I knife through the icy water like a shark. The spectators gasp in awe. Mall security struggles to drag me fully-clothed from the fountain.
I used to be in baton twirling when I was younger I was terrible at it but I don’t care it stays on my resumé nonetheless
If video games were truly to blame for violent acts drive by turtle flinging would be at an all time high.
COP: Nobody on the main floor. Let’s check upsta–
GIRAFFE COP: Nobody upstairs
You didn’t let me know you got home safely so you better at least be injured or I’m gonna be pissed.
[first day as 911 operator]
ME: 911 what’s your- your- *looks over to boss*
BOSS: emergency
ME: hey, gotta go we have an emergency here
Hey, don’t blame me for all of the craziness in this world. I was raised by a green frog named Kermit, a diva pig named Ms. Piggy, and a brown bear named Fozzie who was totally wacka, wacka, wacka.
me: i hate my job
gf: why don’t you try living off the land
me: like in the sky?
gf: what
me: you’re right, i’ve been shackled by earthly bonds far too long
When someone tries to argue with me I’m like “hey pal let me stop you right there” and then physically turn them around to face someone else
Just looked at a beautiful pink sunset and thought, “God I love London”, then remembered there is a sky everywhere and I’m paying half my salary to sleep 2 feet from my drying clothes
Therapist: So what happened in your last relationship?
I lost him to addiction.
Therapist: I’m so sorry. Drugs?
Yes please.
Every atom in your body is born in a star, traveled millions of light years, & through an amazing process became you. & you watch Teen Mom.
by age 30 you really should just be in a completely unsustainable number of different group chats that all comprise of different combinations of the same people
I worry about people who write “taken” in their bios.
Where did they go?
Who took them?
Why aren’t we helping to find them?
He was looking for a job and then he found a job
I’m hiring a motivational speaker for my lazy eye.
If you come to my house and see a coffee cup upside down on the floor, just be my hero and put the spider outside please.
Doritos has a new snack called “Taco Explosion” so I’m suing Frito Lay for stealing my term for what occurs an hour after eating Taco Bell.
imagine a dolphin. now imagine a small dog. folks there is plenty more where that came from
I hate when I’m on the treadmill and my hand accidentally hits the stop button & I have to get off and eat a bacon grilled cheese sandwich.
Interviewer: What’s your biggest weakness?
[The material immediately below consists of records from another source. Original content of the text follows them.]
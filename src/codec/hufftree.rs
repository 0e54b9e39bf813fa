//! Huffman tree construction
//!
//! Nodes live in an arena owned by the tree and refer to their children by
//! index, so every traversal can be iterative.

use crate::error::{Error, Result};

use super::queue::PriorityQueue;

/// Index of a node inside its tree's arena.
pub type NodeId = usize;

#[derive(Debug, Clone, Copy, PartialEq, Eq)]
pub enum Node {
    Leaf {
        symbol: u8,
        weight: u64,
    },
    Internal {
        weight: u64,
        left: NodeId,
        right: NodeId,
    },
}

impl Node {
    pub fn weight(&self) -> u64 {
        match self {
            Node::Leaf { weight, .. } | Node::Internal { weight, .. } => *weight,
        }
    }

    pub fn is_leaf(&self) -> bool {
        matches!(self, Node::Leaf { .. })
    }
}

/// Byte occurrence counts for one input.
#[derive(Debug, Clone)]
pub struct FrequencyTable {
    counts: [u64; 256],
}

impl FrequencyTable {
    pub fn from_bytes(data: &[u8]) -> Self {
        let mut counts = [0u64; 256];
        for &byte in data {
            counts[byte as usize] += 1;
        }
        Self { counts }
    }

    /// Build from explicit `(symbol, count)` pairs; zero counts are ignored
    /// and repeated symbols accumulate.
    pub fn from_pairs(pairs: impl IntoIterator<Item = (u8, u64)>) -> Self {
        let mut counts = [0u64; 256];
        for (symbol, count) in pairs {
            counts[symbol as usize] += count;
        }
        Self { counts }
    }

    /// Symbols that occur at least once, in byte order.
    pub fn iter(&self) -> impl Iterator<Item = (u8, u64)> + '_ {
        (0..=u8::MAX)
            .map(|symbol| (symbol, self.counts[symbol as usize]))
            .filter(|&(_, count)| count > 0)
    }

    pub fn count(&self, symbol: u8) -> u64 {
        self.counts[symbol as usize]
    }

    pub fn distinct(&self) -> usize {
        self.counts.iter().filter(|&&c| c > 0).count()
    }

    pub fn total(&self) -> u64 {
        self.counts.iter().sum()
    }
}

/// A binary prefix-code tree.
#[derive(Debug, Clone)]
pub struct HuffmanTree {
    nodes: Vec<Node>,
    root: NodeId,
}

impl HuffmanTree {
    /// Build the tree by repeatedly merging the two lightest nodes.
    ///
    /// The first node popped becomes the left child. With a single distinct
    /// symbol the root is that symbol's leaf.
    pub fn build(frequencies: &FrequencyTable) -> Result<Self> {
        let distinct = frequencies.distinct();
        let mut nodes = Vec::with_capacity(distinct.saturating_mul(2));
        let mut queue = PriorityQueue::with_capacity(distinct);

        for (symbol, weight) in frequencies.iter() {
            queue.insert(nodes.len(), weight);
            nodes.push(Node::Leaf { symbol, weight });
        }

        while queue.len() > 1 {
            let (left, left_weight) = queue.pop_min().ok_or(Error::EmptyQueue)?;
            let (right, right_weight) = queue.pop_min().ok_or(Error::EmptyQueue)?;
            let weight = left_weight + right_weight;
            queue.insert(nodes.len(), weight);
            nodes.push(Node::Internal {
                weight,
                left,
                right,
            });
        }

        let (root, _) = queue.pop_min().ok_or(Error::EmptyQueue)?;
        Ok(Self { nodes, root })
    }

    pub fn from_bytes(data: &[u8]) -> Result<Self> {
        Self::build(&FrequencyTable::from_bytes(data))
    }

    pub fn root(&self) -> NodeId {
        self.root
    }

    pub fn node(&self, id: NodeId) -> &Node {
        &self.nodes[id]
    }

    /// Total weight, i.e. the number of symbols the tree was built from.
    pub fn weight(&self) -> u64 {
        self.nodes[self.root].weight()
    }

    /// Number of nodes (leaves and internal) in the arena.
    pub fn len(&self) -> usize {
        self.nodes.len()
    }

    pub fn is_empty(&self) -> bool {
        self.nodes.is_empty()
    }

    pub fn leaf_count(&self) -> usize {
        self.nodes.iter().filter(|n| n.is_leaf()).count()
    }
}
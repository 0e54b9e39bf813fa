//! Metadata envelope carrying the original file name
//!
//! Layout: `"KRYP" | u16 BE name length | name | payload`. Reading is
//! permissive: anything that does not look like a well-formed envelope is
//! handed back untouched as a bare payload.

use crate::error::{Error, Result};

use super::huffman::compress;

pub const MAGIC: &[u8; 4] = b"KRYP";

/// Magic plus the name length field.
const HEADER_LEN: usize = MAGIC.len() + 2;

/// Compress `data` and wrap it with `original_name`.
pub fn pack_with_metadata(data: &[u8], original_name: &str) -> Result<Vec<u8>> {
    let name = original_name.as_bytes();
    let name_len = u16::try_from(name.len()).map_err(|_| Error::NameTooLong { len: name.len() })?;
    let payload = compress(data)?;

    let mut out = Vec::with_capacity(HEADER_LEN + name.len() + payload.len());
    out.extend_from_slice(MAGIC);
    out.extend_from_slice(&name_len.to_be_bytes());
    out.extend_from_slice(name);
    out.extend_from_slice(&payload);
    Ok(out)
}

/// Split an envelope into `(name, payload)`.
///
/// Without the magic, or when the declared name runs past the buffer, the
/// name is empty and the whole input is the payload.
pub fn unpack_metadata(packed: &[u8]) -> (String, &[u8]) {
    let Some((header, rest)) = packed.split_first_chunk::<HEADER_LEN>() else {
        return (String::new(), packed);
    };
    if &header[..MAGIC.len()] != MAGIC {
        return (String::new(), packed);
    }

    let name_len = u16::from_be_bytes([header[4], header[5]]) as usize;
    if rest.len() < name_len {
        return (String::new(), packed);
    }
    let (name, payload) = rest.split_at(name_len);
    (String::from_utf8_lossy(name).into_owned(), payload)
}
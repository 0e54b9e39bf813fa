//! Compress and decompress a whole buffer
//!
//! Payload layout: `[tree][u32 BE symbol count][codes, MSB-first, zero padded]`.
//! The count is written through the bit writer as its first 32 bits, which
//! keeps it byte-aligned right after the tree.

use log::trace;

use crate::error::{Error, FormatError, Result};

use super::bits::{BitReader, BitString, BitWriter};
use super::hufftree::HuffmanTree;
use super::serialize::{DecodeDictionary, build_code_table, deserialize, serialize};

/// Length of the symbol count that follows the tree.
const COUNT_LEN: usize = 4;

/// Compress `data` into a self-describing payload.
///
/// Empty input produces an empty payload without building a tree.
pub fn compress(data: &[u8]) -> Result<Vec<u8>> {
    if data.is_empty() {
        return Ok(Vec::new());
    }
    let count = u32::try_from(data.len()).map_err(|_| Error::InputTooLarge { len: data.len() })?;

    let tree = HuffmanTree::from_bytes(data)?;
    let table = build_code_table(&tree);
    let mut out = serialize(&tree);
    let tree_len = out.len();

    let mut writer = BitWriter::with_capacity(COUNT_LEN + data.len() / 2);
    writer.write_u32(count);
    for &byte in data {
        writer.write_bits(table.code(byte));
    }
    out.extend(writer.finish());

    trace!(
        "compressed {} bytes: tree {} bytes, {} distinct symbols, payload {} bytes",
        data.len(),
        tree_len,
        table.len(),
        out.len()
    );
    Ok(out)
}

/// Decompress a payload produced by [`compress`].
pub fn decompress(payload: &[u8]) -> Result<Vec<u8>> {
    if payload.is_empty() {
        return Ok(Vec::new());
    }

    let (dictionary, consumed) = deserialize(payload);
    let dictionary = dictionary?;
    if consumed >= payload.len() {
        return Err(FormatError::MissingPayload {
            consumed,
            len: payload.len(),
        }
        .into());
    }

    let rest = &payload[consumed..];
    let (count, bits) = rest
        .split_first_chunk::<COUNT_LEN>()
        .ok_or(FormatError::MissingLength {
            available: rest.len(),
        })?;
    let expected = u32::from_be_bytes(*count) as usize;

    Ok(decode_symbols(BitReader::new(bits), &dictionary, expected)?)
}

/// Match the running bit string against the dictionary after every bit,
/// stopping as soon as `expected` symbols are out.
fn decode_symbols(
    bits: BitReader<'_>,
    dictionary: &DecodeDictionary,
    expected: usize,
) -> std::result::Result<Vec<u8>, FormatError> {
    // Never trust the header for the allocation size
    let mut out = Vec::with_capacity(expected.min(bits.bits_remaining()));
    if expected == 0 {
        return Ok(out);
    }

    let mut current = BitString::new();
    for bit in bits {
        current.push(bit);
        if let Some(symbol) = dictionary.get(&current) {
            out.push(symbol);
            current.clear();
            if out.len() == expected {
                return Ok(out);
            }
        }
    }

    Err(FormatError::Truncated {
        decoded: out.len(),
        expected,
    })
}
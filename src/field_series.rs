// src/field_series.rs

use std::fs;
use std::path::Path;

use tracing::warn;

use crate::error::{CompareError, Result};

/// Time series of 1D field snapshots stored as a dense row-major array.
/// Row `t` is the snapshot at time step `t`, column `x` the spatial sample.
#[derive(Debug, Clone, PartialEq)]
pub struct FieldSeries {
    n_frames: usize,
    n_points: usize,
    data: Vec<f64>,
}

impl FieldSeries {
    /// Build a series from a flat row-major buffer.
    pub fn from_rows(n_frames: usize, n_points: usize, data: Vec<f64>) -> Result<Self> {
        if n_frames == 0 || n_points == 0 {
            return Err(CompareError::Empty);
        }
        if data.len() != n_frames * n_points {
            return Err(CompareError::Config(format!(
                "buffer length {} does not match {} x {}",
                data.len(),
                n_frames,
                n_points
            )));
        }
        Ok(Self {
            n_frames,
            n_points,
            data,
        })
    }

    /// Parse whitespace-separated floats, one snapshot per line.
    ///
    /// Blank lines and `#` comments are skipped. All rows must be the same width.
    pub fn parse_txt(text: &str) -> Result<Self> {
        let mut data: Vec<f64> = Vec::new();
        let mut n_points: usize = 0;
        let mut n_frames: usize = 0;

        for (line_idx, raw) in text.lines().enumerate() {
            let line_no = line_idx + 1;
            let body = match raw.find('#') {
                Some(pos) => &raw[..pos],
                None => raw,
            };

            let row_start = data.len();
            for (col, token) in body.split_whitespace().enumerate() {
                let v = token.parse::<f64>().map_err(|_| CompareError::Parse {
                    line: line_no,
                    column: col + 1,
                    token: token.to_string(),
                })?;
                data.push(v);
            }

            let found = data.len() - row_start;
            if found == 0 {
                continue;
            }
            if n_frames == 0 {
                n_points = found;
            } else if found != n_points {
                return Err(CompareError::RaggedRow {
                    line: line_no,
                    expected: n_points,
                    found,
                });
            }
            n_frames += 1;
        }

        if n_frames == 0 {
            return Err(CompareError::Empty);
        }

        Ok(Self {
            n_frames,
            n_points,
            data,
        })
    }

    /// Read and parse a plain-text snapshot file.
    pub fn load_txt(path: &Path) -> Result<Self> {
        let text = fs::read_to_string(path).map_err(|e| CompareError::read(path, e))?;
        Self::parse_txt(&text).map_err(|e| CompareError::InFile {
            path: path.to_path_buf(),
            source: Box::new(e),
        })
    }

    /// Restrict to columns `start..end`. `end` is clamped to the row width.
    pub fn window(&self, start: usize, end: usize) -> Result<Self> {
        let clamped_end = end.min(self.n_points);
        if clamped_end < end {
            warn!(
                "column window {}..{} clamped to {}..{} ({} points per row)",
                start, end, start, clamped_end, self.n_points
            );
        }
        if start >= clamped_end {
            return Err(CompareError::EmptyWindow {
                start,
                end,
                n_points: self.n_points,
            });
        }

        let width = clamped_end - start;
        let mut data = Vec::with_capacity(self.n_frames * width);
        for t in 0..self.n_frames {
            data.extend_from_slice(&self.frame(t)[start..clamped_end]);
        }

        Ok(Self {
            n_frames: self.n_frames,
            n_points: width,
            data,
        })
    }

    pub fn n_frames(&self) -> usize {
        self.n_frames
    }

    pub fn n_points(&self) -> usize {
        self.n_points
    }

    /// Snapshot at time step `t`.
    #[inline]
    pub fn frame(&self, t: usize) -> &[f64] {
        let off = t * self.n_points;
        &self.data[off..off + self.n_points]
    }

    #[inline]
    pub fn value(&self, t: usize, x: usize) -> f64 {
        debug_assert!(t < self.n_frames && x < self.n_points);
        self.data[t * self.n_points + x]
    }

    /// Min/max over all finite samples, or `None` if there are none.
    pub fn finite_range(&self) -> Option<(f64, f64)> {
        let mut lo = f64::INFINITY;
        let mut hi = f64::NEG_INFINITY;
        for &v in &self.data {
            if v.is_finite() {
                lo = lo.min(v);
                hi = hi.max(v);
            }
        }
        if lo.is_finite() && hi.is_finite() {
            Some((lo, hi))
        } else {
            None
        }
    }
}

#[cfg(test)]
mod tests {
    use super::*;

    #[test]
    fn parse_skips_comments_and_blank_lines() {
        let text = "# header\n1 2 3\n\n4 5 6 # trailing\n   \n7 8 9\n";
        let s = FieldSeries::parse_txt(text).unwrap();
        assert_eq!(s.n_frames(), 3);
        assert_eq!(s.n_points(), 3);
        assert_eq!(s.frame(1), &[4.0, 5.0, 6.0]);
        assert_eq!(s.value(2, 0), 7.0);
    }

    #[test]
    fn parse_accepts_scientific_and_nan() {
        let s = FieldSeries::parse_txt("1.5e-3 -2E2 nan\n").unwrap();
        assert_eq!(s.value(0, 0), 1.5e-3);
        assert_eq!(s.value(0, 1), -200.0);
        assert!(s.value(0, 2).is_nan());
    }

    #[test]
    fn ragged_rows_are_rejected_with_line_number() {
        let err = FieldSeries::parse_txt("1 2 3\n# c\n4 5\n").unwrap_err();
        match err {
            CompareError::RaggedRow {
                line,
                expected,
                found,
            } => {
                assert_eq!(line, 3);
                assert_eq!(expected, 3);
                assert_eq!(found, 2);
            }
            other => panic!("unexpected error: {other}"),
        }
    }

    #[test]
    fn bad_token_reports_position() {
        let err = FieldSeries::parse_txt("1 2\n3 abc\n").unwrap_err();
        match err {
            CompareError::Parse { line, column, token } => {
                assert_eq!((line, column), (2, 2));
                assert_eq!(token, "abc");
            }
            other => panic!("unexpected error: {other}"),
        }
    }

    #[test]
    fn empty_input_is_an_error() {
        assert!(matches!(
            FieldSeries::parse_txt("# only a comment\n\n"),
            Err(CompareError::Empty)
        ));
    }

    #[test]
    fn window_slices_every_row() {
        let s = FieldSeries::parse_txt("0 1 2 3 4\n10 11 12 13 14\n").unwrap();
        let w = s.window(1, 4).unwrap();
        assert_eq!(w.n_points(), 3);
        assert_eq!(w.frame(0), &[1.0, 2.0, 3.0]);
        assert_eq!(w.frame(1), &[11.0, 12.0, 13.0]);
    }

    #[test]
    fn window_end_is_clamped_like_slicing() {
        let s = FieldSeries::parse_txt("0 1 2 3 4\n").unwrap();
        let w = s.window(3, 100).unwrap();
        assert_eq!(w.frame(0), &[3.0, 4.0]);

        assert!(matches!(
            s.window(5, 10),
            Err(CompareError::EmptyWindow { .. })
        ));
    }

    #[test]
    fn finite_range_ignores_nan_and_inf() {
        let s = FieldSeries::parse_txt("nan -0.5 inf\n0.25 -inf 0.75\n").unwrap();
        assert_eq!(s.finite_range(), Some((-0.5, 0.75)));

        let all_nan = FieldSeries::parse_txt("nan nan\n").unwrap();
        assert_eq!(all_nan.finite_range(), None);
    }
}
// src/visualisation.rs

use plotters::coord::Shift;
use plotters::prelude::*;
use plotters::style::text_anchor::{HPos, Pos, VPos};
use std::path::Path;

use crate::condition::{Condition, MarkerLine};
use crate::config::PlotConfig;
use crate::error::{CompareError, Result};
use crate::field_series::FieldSeries;

/// One stacked subplot: a condition and its (already windowed) data.
#[derive(Clone, Copy)]
pub struct Panel<'a> {
    pub condition: Condition,
    pub series: &'a FieldSeries,
    pub marker: Option<MarkerLine>,
}

/// Pixel size, axis limits and probe column shared by all panels.
#[derive(Debug, Clone, Copy, PartialEq)]
pub struct FrameLayout {
    pub width: u32,
    pub height: u32,
    pub y_min: f64,
    pub y_max: f64,
    pub probe: usize,
}

impl From<&PlotConfig> for FrameLayout {
    fn from(p: &PlotConfig) -> Self {
        Self {
            width: p.width,
            height: p.height,
            y_min: p.y_min,
            y_max: p.y_max,
            probe: p.probe,
        }
    }
}

impl FrameLayout {
    /// Size of one RGB24 frame buffer.
    pub fn rgb_len(&self) -> usize {
        self.width as usize * self.height as usize * 3
    }
}

/// Split a row into drawable polylines.
///
/// Non-finite samples break the line; finite samples are clamped into
/// `[y_min, y_max]` so nothing is drawn outside the panel.
pub fn finite_segments(row: &[f64], y_min: f64, y_max: f64) -> Vec<Vec<(f64, f64)>> {
    let mut segments: Vec<Vec<(f64, f64)>> = Vec::new();
    let mut current: Vec<(f64, f64)> = Vec::new();

    for (i, &v) in row.iter().enumerate() {
        if v.is_finite() {
            current.push((i as f64, v.clamp(y_min, y_max)));
        } else if !current.is_empty() {
            segments.push(std::mem::take(&mut current));
        }
    }
    if !current.is_empty() {
        segments.push(current);
    }
    segments
}

/// Dashes of a vertical line at `x` spanning `[y_min, y_max]`.
/// Each dash covers half of its period.
pub fn dashed_vline(x: f64, y_min: f64, y_max: f64, n_dashes: usize) -> Vec<[(f64, f64); 2]> {
    let n = n_dashes.max(1);
    let period = (y_max - y_min) / n as f64;
    (0..n)
        .map(|k| {
            let y0 = y_min + k as f64 * period;
            [(x, y0), (x, y0 + 0.5 * period)]
        })
        .collect()
}

/// Height of the red dot, or `None` when the sample falls outside the panel
/// (out of range or not finite) and the dot is left out.
pub fn dot_y(v: f64, y_min: f64, y_max: f64) -> Option<f64> {
    if v.is_finite() && v >= y_min && v <= y_max {
        Some(v)
    } else {
        None
    }
}

/// Draw the three-panel comparison for one frame onto any backend.
pub fn draw_comparison<DB>(
    root: &DrawingArea<DB, Shift>,
    panels: &[Panel<'_>],
    frame: usize,
    layout: &FrameLayout,
) -> std::result::Result<(), Box<dyn std::error::Error>>
where
    DB: DrawingBackend,
    DB::ErrorType: 'static,
{
    root.fill(&WHITE)?;

    let (w, h) = root.dim_in_pixel();
    let (w, h) = (w as f64, h as f64);

    // Shared y label, vertical, 4% in from the left edge
    let y_label_style = ("sans-serif", 15)
        .into_font()
        .transform(FontTransform::Rotate270)
        .color(&BLACK)
        .pos(Pos::new(HPos::Center, VPos::Center));
    root.draw(&Text::new(
        "Field Strength []",
        ((0.04 * w) as i32, (0.5 * h) as i32),
        y_label_style,
    ))?;

    let body = root.margin(
        (0.05 * h) as i32,
        (0.04 * h) as i32,
        (0.07 * w) as i32,
        (0.08 * w) as i32,
    );
    let gap = (0.04 * h) as i32;
    let areas = body.split_evenly((panels.len().max(1), 1));

    for (i, (area, panel)) in areas.iter().zip(panels.iter()).enumerate() {
        let last = i + 1 == panels.len();
        let n_points = panel.series.n_points();
        let color = panel.condition.line_color().rgb();

        let mut chart = ChartBuilder::on(area)
            .caption(panel.condition.title(), ("sans-serif", 15))
            .margin_bottom(if last { 0 } else { gap })
            .margin_right(5)
            .x_label_area_size(if last { 35 } else { 20 })
            .y_label_area_size(40)
            .build_cartesian_2d(0f64..n_points as f64, layout.y_min..layout.y_max)?;

        let mut mesh = chart.configure_mesh();
        mesh.disable_mesh()
            .x_labels(6)
            .y_labels(5)
            .label_style(("sans-serif", 11));
        if last {
            mesh.x_desc("n-points").axis_desc_style(("sans-serif", 13));
        }
        mesh.draw()?;

        let row = panel.series.frame(frame);
        chart
            .draw_series(
                finite_segments(row, layout.y_min, layout.y_max)
                    .into_iter()
                    .map(|pts| PathElement::new(pts, color.stroke_width(1))),
            )?
            .label(panel.condition.label())
            .legend(move |(x, y)| PathElement::new(vec![(x, y), (x + 20, y)], color.stroke_width(2)));

        if let Some(marker) = panel.marker {
            let style = marker.color.rgb().stroke_width(1);
            chart.draw_series(
                dashed_vline(marker.x, layout.y_min, layout.y_max, 20)
                    .into_iter()
                    .map(|seg| PathElement::new(seg.to_vec(), style)),
            )?;
        }

        if layout.probe < n_points {
            let v = panel.series.value(frame, layout.probe);
            if let Some(y) = dot_y(v, layout.y_min, layout.y_max) {
                chart.draw_series(std::iter::once(Circle::new(
                    (layout.probe as f64, y),
                    4,
                    RED.filled(),
                )))?;
            }
        }

        chart
            .configure_series_labels()
            .position(SeriesLabelPosition::UpperRight)
            .label_font(("sans-serif", 12))
            .border_style(&BLACK)
            .background_style(&WHITE.mix(0.8))
            .draw()?;
    }

    Ok(())
}

/// Turns a frame index into pixels. The animation loop only talks to this.
pub trait FrameRenderer: Sync {
    /// Length of the buffer returned by `render_rgb`.
    fn frame_len(&self) -> usize;

    fn render_rgb(&self, panels: &[Panel<'_>], frame: usize) -> Result<Vec<u8>>;

    fn save_png(&self, path: &Path, panels: &[Panel<'_>], frame: usize) -> Result<()>;
}

/// Bitmap renderer backed by plotters.
#[derive(Debug, Clone, Copy)]
pub struct PlotRenderer {
    pub layout: FrameLayout,
}

impl PlotRenderer {
    pub fn new(layout: FrameLayout) -> Self {
        Self { layout }
    }
}

impl FrameRenderer for PlotRenderer {
    fn frame_len(&self) -> usize {
        self.layout.rgb_len()
    }

    /// RGB24, `width * height * 3` bytes, row-major from the top-left.
    fn render_rgb(&self, panels: &[Panel<'_>], frame: usize) -> Result<Vec<u8>> {
        let layout = &self.layout;
        let mut buf = vec![0u8; layout.rgb_len()];
        {
            let root = BitMapBackend::with_buffer(&mut buf, (layout.width, layout.height))
                .into_drawing_area();
            draw_comparison(&root, panels, frame, layout).map_err(CompareError::plot)?;
            root.present().map_err(CompareError::plot)?;
        }
        Ok(buf)
    }

    fn save_png(&self, path: &Path, panels: &[Panel<'_>], frame: usize) -> Result<()> {
        let layout = &self.layout;
        let root = BitMapBackend::new(path, (layout.width, layout.height)).into_drawing_area();
        draw_comparison(&root, panels, frame, layout).map_err(CompareError::plot)?;
        root.present().map_err(CompareError::plot)?;
        Ok(())
    }
}

/// Plot the probe-column value against frame index for every condition.
pub fn save_probe_trace_plot(
    traces: &[(Condition, Vec<f64>)],
    probe: usize,
    filename: &Path,
) -> std::result::Result<(), Box<dyn std::error::Error>> {
    let n_frames = traces.iter().map(|(_, v)| v.len()).max().unwrap_or(0);
    if n_frames < 2 {
        return Ok(()); // nothing worth plotting
    }

    let mut y_min = f64::INFINITY;
    let mut y_max = f64::NEG_INFINITY;
    for &v in traces.iter().flat_map(|(_, v)| v.iter()) {
        if v.is_finite() {
            y_min = y_min.min(v);
            y_max = y_max.max(v);
        }
    }

    if !y_min.is_finite() || !y_max.is_finite() {
        y_min = -1.0;
        y_max = 1.0;
    } else if (y_max - y_min).abs() < 1e-12 {
        let delta = if y_max.abs() < 1e-12 { 1.0 } else { 0.1 * y_max.abs() };
        y_min -= delta;
        y_max += delta;
    } else {
        // 10% margin
        let margin = 0.1 * (y_max - y_min);
        y_min -= margin;
        y_max += margin;
    }

    let root = BitMapBackend::new(filename, (1024, 768)).into_drawing_area();
    root.fill(&WHITE)?;

    let mut chart = ChartBuilder::on(&root)
        .margin(20)
        .caption(
            format!("Field at probe column {probe} vs frame"),
            ("sans-serif", 30),
        )
        .set_left_and_bottom_label_area_size(60)
        .build_cartesian_2d(0f64..(n_frames - 1) as f64, y_min..y_max)?;

    chart
        .configure_mesh()
        .x_desc("frame")
        .y_desc("Field Strength []")
        .draw()?;

    for (condition, values) in traces {
        let color = condition.line_color().rgb();
        chart
            .draw_series(
                finite_segments(values, y_min, y_max)
                    .into_iter()
                    .map(|pts| PathElement::new(pts, color.stroke_width(1))),
            )?
            .label(condition.label())
            .legend(move |(x, y)| PathElement::new(vec![(x, y), (x + 20, y)], color.stroke_width(2)));
    }

    chart
        .configure_series_labels()
        .border_style(&BLACK)
        .background_style(&WHITE.mix(0.8))
        .draw()?;

    root.present()?;
    Ok(())
}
Me: Answering stupid questions.
Doctor: “Hey, how are you?”
Patient: “I am good”
Doctor: “Ok. Next.”
Her: Do I look fat?
Him: Do I look stupid?…
my boyfriend told me he would not love if I were a worm. Which wouldn’t bother me except for the fact that I didn’t ask
If only the door of my car had a warning light for when it was getting low on takeout napkins.
7: [from bed] MOM!
Me: YES?
7: *mumbling
Me: WHAT?
7: *mumbling
Me: HUH?
7: *mumbling
Me: *pauses movie*
7: WHAT DOES LIGHTNING TASTE LIKE?
I appreciate that the saleslady informed me I’d be more comfortable in a 36B cup size, but this is a Best Buy & I’m looking for humidifiers.
Was standing in my front yard last night and some neighborhood kids tried to deflate me.